Richard Branson’s Revenge

It may be true that the term “Montezuma’s Revenge” sounds heartless and prejudiced in the woke 2020s, but thirty years ago, people threw it around as often as chimps throw shit: all the time. Richard Branson, on the other hand, threw planes around the world, and I was supposed to be on one of them, a return flight from London to New York. Ah, but flying requires that one get through the airport.

So there it was, my keychain, The Cat, with it’s knife-like ears. It lay on a Heathrow Airport Security countertop while I stared at — but didn’t read — a newspaper. I was sure the Bobby, who was likely on his way in a police car, would see past my exhaustion and chock this minor blip up to one too many adventures in this city of pheromones and Formaldehyde sharks. Indeed, my Bobby, looking a little like a house cat, strolled over, barely intimidating. He wore the typical Bobby’s helmet-hat with shining emblem, the belted jacket over slacks. Tall, with dark hair and a mustache, he might have been a theater actor playing a clean-cut Bobby Brady from The Brady Bunch if it hadn’t been for his list of questions.

“Do you know what this is?” He asked, holding up The Cat, now free of keys. I told him it was my keychain. “And what else is it?” He asked, giving it a little wag. I told him it looked like a cat. He placed his fingers through The Cat’s eyes and wore its pointed ears in demonstration, saying, “It’s a knuckle duster. Brass knuckles. It’s a weapon. And you tried to enter a plane with it.” This exchange was discouraging. It landed in my gut with a kind of thud.

He and the airport security staff member exchanged a few words, and then he said, “Okay,” and dropped the “knuckle duster” — a term I’d never heard before — into a plastic bag. This I had expected, but what I hadn’t expected was what followed.

Bobby glanced at my red hair, cleared his throat, and ordered me to follow him, indiscreetly pulling me out of the mass of other travelers, an act that would take place many times in the years after 9/11, but which, at the time, seemed ludicrous. There was nothing I could say or do to stop it. All I could do was cooperate.

We walked through some doors to another set, and then we were behind the scenes, in the invisible part of the airport. We stopped in a large room with a conveyer belt, and Bobby — now softening a little — told me he was pulling my luggage off the flight.

“Does this mean I’m not flying home today?” I asked. He said it was unlikely. I told him my sister would wonder where I was. He said she would be alerted of my whereabouts. “But I’m starting a new job next week — “ I said. He didn’t respond to this as he pulled my luggage from the conveyer belt.

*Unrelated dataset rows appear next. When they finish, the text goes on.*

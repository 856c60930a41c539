//! Outcomes delivered to callbacks.

use thiserror::Error;

/// The reason a request did not produce a result.
///
/// Success is represented by `Ok` in the callback's `Result`; everything
/// else the protocol, the transport, or the channel itself can report is one
/// of these variants.
#[derive(Error, Debug, Copy, Clone, PartialEq, Eq, Hash)]
#[cfg_attr(feature = "serde", derive(serde::Serialize))]
pub enum Status {
    #[error("DNS server returned answer with no data")]
    NoData,

    #[error("DNS server claims query was misformatted")]
    FormatError,

    #[error("DNS server returned general failure")]
    ServerFailure,

    #[error("Domain name not found")]
    NotFound,

    #[error("DNS server does not implement requested operation")]
    NotImplemented,

    #[error("DNS server refused query")]
    Refused,

    #[error("Misformatted DNS query")]
    BadQuery,

    #[error("Misformatted domain name")]
    BadName,

    #[error("Unsupported address family")]
    BadFamily,

    #[error("Misformatted DNS reply")]
    BadResponse,

    #[error("Could not contact DNS servers")]
    ConnectionRefused,

    #[error("Timeout while contacting DNS servers")]
    Timeout,

    #[error("Out of memory")]
    NoMemory,

    #[error("Channel is being destroyed")]
    Destroyed,

    #[error("Invalid flags specified")]
    BadFlags,

    #[error("DNS query cancelled")]
    Canceled,
}

impl Status {
    /// The conventional numeric code for this outcome.
    pub const fn code(&self) -> i32 {
        match self {
            Status::NoData => 1,
            Status::FormatError => 2,
            Status::ServerFailure => 3,
            Status::NotFound => 4,
            Status::NotImplemented => 5,
            Status::Refused => 6,
            Status::BadQuery => 7,
            Status::BadName => 8,
            Status::BadFamily => 9,
            Status::BadResponse => 10,
            Status::ConnectionRefused => 11,
            Status::Timeout => 12,
            Status::NoMemory => 15,
            Status::Destroyed => 16,
            Status::BadFlags => 18,
            Status::Canceled => 24,
        }
    }

    /// The `E`-prefixed name, used by USDT probes and structured logs.
    pub const fn as_str(&self) -> &'static str {
        match self {
            Status::NoData => "ENODATA",
            Status::FormatError => "EFORMERR",
            Status::ServerFailure => "ESERVFAIL",
            Status::NotFound => "ENOTFOUND",
            Status::NotImplemented => "ENOTIMP",
            Status::Refused => "EREFUSED",
            Status::BadQuery => "EBADQUERY",
            Status::BadName => "EBADNAME",
            Status::BadFamily => "EBADFAMILY",
            Status::BadResponse => "EBADRESP",
            Status::ConnectionRefused => "ECONNREFUSED",
            Status::Timeout => "ETIMEOUT",
            Status::NoMemory => "ENOMEM",
            Status::Destroyed => "EDESTRUCTION",
            Status::BadFlags => "EBADFLAGS",
            Status::Canceled => "ECANCELLED",
        }
    }
}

And then we were walking through more doors until we were outside of the building on a section of tarmac fenced off from the airplanes. A cop car was waiting there. He told me to get in.

It appeared that free trips with sisters, like so many free things, too easily soured.*

Want to find out what happened? Retro Reflections: Part 3 is on its way.

Josip Broz Tito of Yugoslavia

*In a recent phone conversation, my sister reminded me of another trip we’d taken together when I was in my teens and she in her twenties. Just before the war, we drove down the coast of Yugoslavia with her boyfriend Jan, a depressive from Poland studying architecture. When tensions rose between my sister and Jan, he had no choice but to split in Split. That’s how my sister and I ended up taking a ferry to the Adriatic island of Hvar, where we spent several days.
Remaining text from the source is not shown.